Migranti, Italia chiede modifiche accordo. Tripoli: “Vediamo” 

Pubblicato da in data 1 Novembre 2019

Migranti, chiesta convocazione commissione italo-libica

(AFP PHOTO)

Pubblicato il: 02/11/2019 12:39

Il governo italiano, con una nota verbale inviata al governo di Tripoli attraverso l’ambasciata libica a Roma, ha chiesto la convocazione della commissione italo-libica prevista dall’articolo 3 del memorandum d’intesa con la Libia sul contrasto all’immigrazione clandestina. Lo dicono all’Adnkronos fonti governative, secondo cui la commissione sarà presieduta da parte italiana dal ministro degli Esteri Luigi Di Maio e dal ministro dell’Interno Luciana Lamorgese: l’obiettivo, spiegano, “è di migliorare il memorandum sul fronte dei diritti umani”.

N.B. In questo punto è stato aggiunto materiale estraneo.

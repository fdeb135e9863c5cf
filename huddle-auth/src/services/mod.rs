//! Services layer for huddle-auth.
//!
//! Business logic for credentials, sessions, MFA, authorization, and key
//! distribution. Persistence goes through [`Database`] only.

mod audit;
mod auth;
mod authz;
mod database;
mod jwt;
mod keydist;
mod mfa;

pub use audit::{AuditAction, AuditLogger};
pub use auth::{
    generate_opaque_token, hash_refresh_token, AuthService, LoginOutcome, SessionTokens,
};
pub use authz::{AuthzService, MemberInfo};
pub use database::Database;
pub use jwt::{AccessTokenClaims, JwtService};
pub use keydist::{KeyDistService, WrapSubmission};
pub use mfa::MfaService;
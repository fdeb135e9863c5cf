pub mod auth;
pub mod keys;
pub mod membership;
pub mod mfa;

use serde::Serialize;
use utoipa::ToSchema;

/// Wire shape of a failed request (documented for OpenAPI; the actual body
/// is rendered by `huddle_core::error::AppError`).
#[derive(Debug, Serialize, ToSchema)]
pub struct ErrorResponse {
    pub ok: bool,
    #[schema(example = "INVALID_LOGIN")]
    pub error: String,
    pub message: Option<String>,
}

/// Generic `{ ok, message }` acknowledgement.
#[derive(Debug, Serialize, ToSchema)]
pub struct MessageResponse {
    pub ok: bool,
    pub message: String,
}

impl MessageResponse {
    pub fn new(message: impl Into<String>) -> Self {
        Self {
            ok: true,
            message: message.into(),
        }
    }
}
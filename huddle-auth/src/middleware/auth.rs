//! Request authentication: bearer token or session cookie.
//!
//! The cookie path carries a double-submit anti-forgery check: unsafe
//! methods must echo the csrf cookie's value in the `x-csrf-token` header.

use axum::{
    extract::{FromRequestParts, Request, State},
    http::{header, request::Parts, Method},
    middleware::Next,
    response::Response,
};
use axum_extra::extract::cookie::CookieJar;
use subtle::ConstantTimeEq;

use crate::{services::AccessTokenClaims, AppState};
use huddle_core::error::AppError;

/// Http-only cookie carrying the access token.
pub const ACCESS_COOKIE: &str = "huddle_access";
/// Http-only cookie carrying the refresh token, scoped to /auth.
pub const REFRESH_COOKIE: &str = "huddle_refresh";
/// Script-readable cookie for the double-submit CSRF pair.
pub const CSRF_COOKIE: &str = "huddle_csrf";

const CSRF_HEADER: &str = "x-csrf-token";

/// Middleware to require authentication.
///
/// Accepts a bearer access token, or the session cookie plus a matching
/// CSRF header for unsafe methods. Validated claims land in the request
/// extensions for [`AuthUser`] to pick up.
pub async fn auth_middleware(
    State(state): State<AppState>,
    mut req: Request,
    next: Next,
) -> Result<Response, AppError> {
    let bearer = req
        .headers()
        .get(header::AUTHORIZATION)
        .and_then(|value| value.to_str().ok())
        .and_then(|value| value.strip_prefix("Bearer "))
        .map(str::to_string);

    let token = match bearer {
        Some(token) => token,
        None => {
            let jar = CookieJar::from_headers(req.headers());
            let cookie_token = jar
                .get(ACCESS_COOKIE)
                .map(|c| c.value().to_string())
                .ok_or_else(|| {
                    AppError::Unauthenticated(anyhow::anyhow!(
                        "Missing bearer token or session cookie"
                    ))
                })?;

            if is_unsafe(req.method()) {
                verify_csrf(&jar, req.headers())?;
            }

            cookie_token
        }
    };

    let claims = state
        .jwt
        .validate_access_token(&token)
        .map_err(|_| AppError::Unauthenticated(anyhow::anyhow!("Invalid or expired token")))?;

    req.extensions_mut().insert(claims);
    Ok(next.run(req).await)
}

fn is_unsafe(method: &Method) -> bool {
    !matches!(method.as_str(), "GET" | "HEAD" | "OPTIONS")
}

fn verify_csrf(jar: &CookieJar, headers: &axum::http::HeaderMap) -> Result<(), AppError> {
    let cookie_value = jar
        .get(CSRF_COOKIE)
        .map(|c| c.value().to_string())
        .ok_or_else(|| AppError::Unauthenticated(anyhow::anyhow!("Missing CSRF cookie")))?;

    let header_value = headers
        .get(CSRF_HEADER)
        .and_then(|v| v.to_str().ok())
        .ok_or_else(|| AppError::Unauthenticated(anyhow::anyhow!("Missing CSRF header")))?;

    let matches: bool = cookie_value
        .as_bytes()
        .ct_eq(header_value.as_bytes())
        .into();
    if !matches {
        return Err(AppError::Unauthenticated(anyhow::anyhow!(
            "CSRF token mismatch"
        )));
    }
    Ok(())
}

/// Extractor for the authenticated caller's claims.
pub struct AuthUser(pub AccessTokenClaims);

#[axum::async_trait]
impl<S> FromRequestParts<S> for AuthUser
where
    S: Send + Sync,
{
    type Rejection = AppError;

    async fn from_request_parts(parts: &mut Parts, _state: &S) -> Result<Self, Self::Rejection> {
        let claims = parts
            .extensions
            .get::<AccessTokenClaims>()
            .ok_or_else(|| {
                AppError::InternalError(anyhow::anyhow!(
                    "Auth claims missing from request extensions"
                ))
            })?;

        Ok(AuthUser(claims.clone()))
    }
}

#[cfg(test)]
mod tests {
    use super::*;

    #[test]
    fn safe_methods_skip_csrf() {
        assert!(!is_unsafe(&Method::GET));
        assert!(!is_unsafe(&Method::HEAD));
        assert!(!is_unsafe(&Method::OPTIONS));
        assert!(is_unsafe(&Method::POST));
        assert!(is_unsafe(&Method::DELETE));
        assert!(is_unsafe(&Method::PATCH));
    }
}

Secondo le stesse fonti, in occasione della riunione della commissione, che auspicabilmente dovrebbe avvenire al più presto, verrà chiesto di permettere all’Unhcr e all’Oim “una maggiore vigilanza” sui centri per i migranti in Libia per garantire un migliore rispetto dei diritti umani. “Questa è l’intenzione – ribadiscono le fonti – non certo di denunciarlo né di cancellarlo, il memorandum resta valido perché ha prodotto risultati importanti, questa è la convinzione del governo”, consapevole che senza quell’intesa si aprirebbero le porte a centinaia di migliaia di migranti.

Nella nota verbale della Farnesina si fa riferimento agli articoli 3 e 7 del ‘Memorandum d’intesa sulla cooperazione nel campo dello sviluppo, del contrasto all’immigrazione illegale, al traffico di esseri umani, al contrabbando e sul rafforzamento della sicurezza delle frontiere’, firmato il 2 febbraio del 2017 dall’allora premier Paolo Gentiloni e dal presidente del Consiglio presidenziale libico Fayez Serraj.

L’articolo 3 recita che, “al fine di conseguire gli obiettivi di cui al presente Memorandum, le parti si impegnano a istituire un comitato misto composto da un numero di membri uguale tra le parti, per individuare le priorità d’azione, identificare strumenti di finanziamento, attuazione e monitoraggio degli impegni assunti”.

L’articolo 7 stabilisce invece che “il Memorandum d’intesa può essere modificato a richiesta di una delle parti, con uno scambio di note, durante il periodo della sua validità”.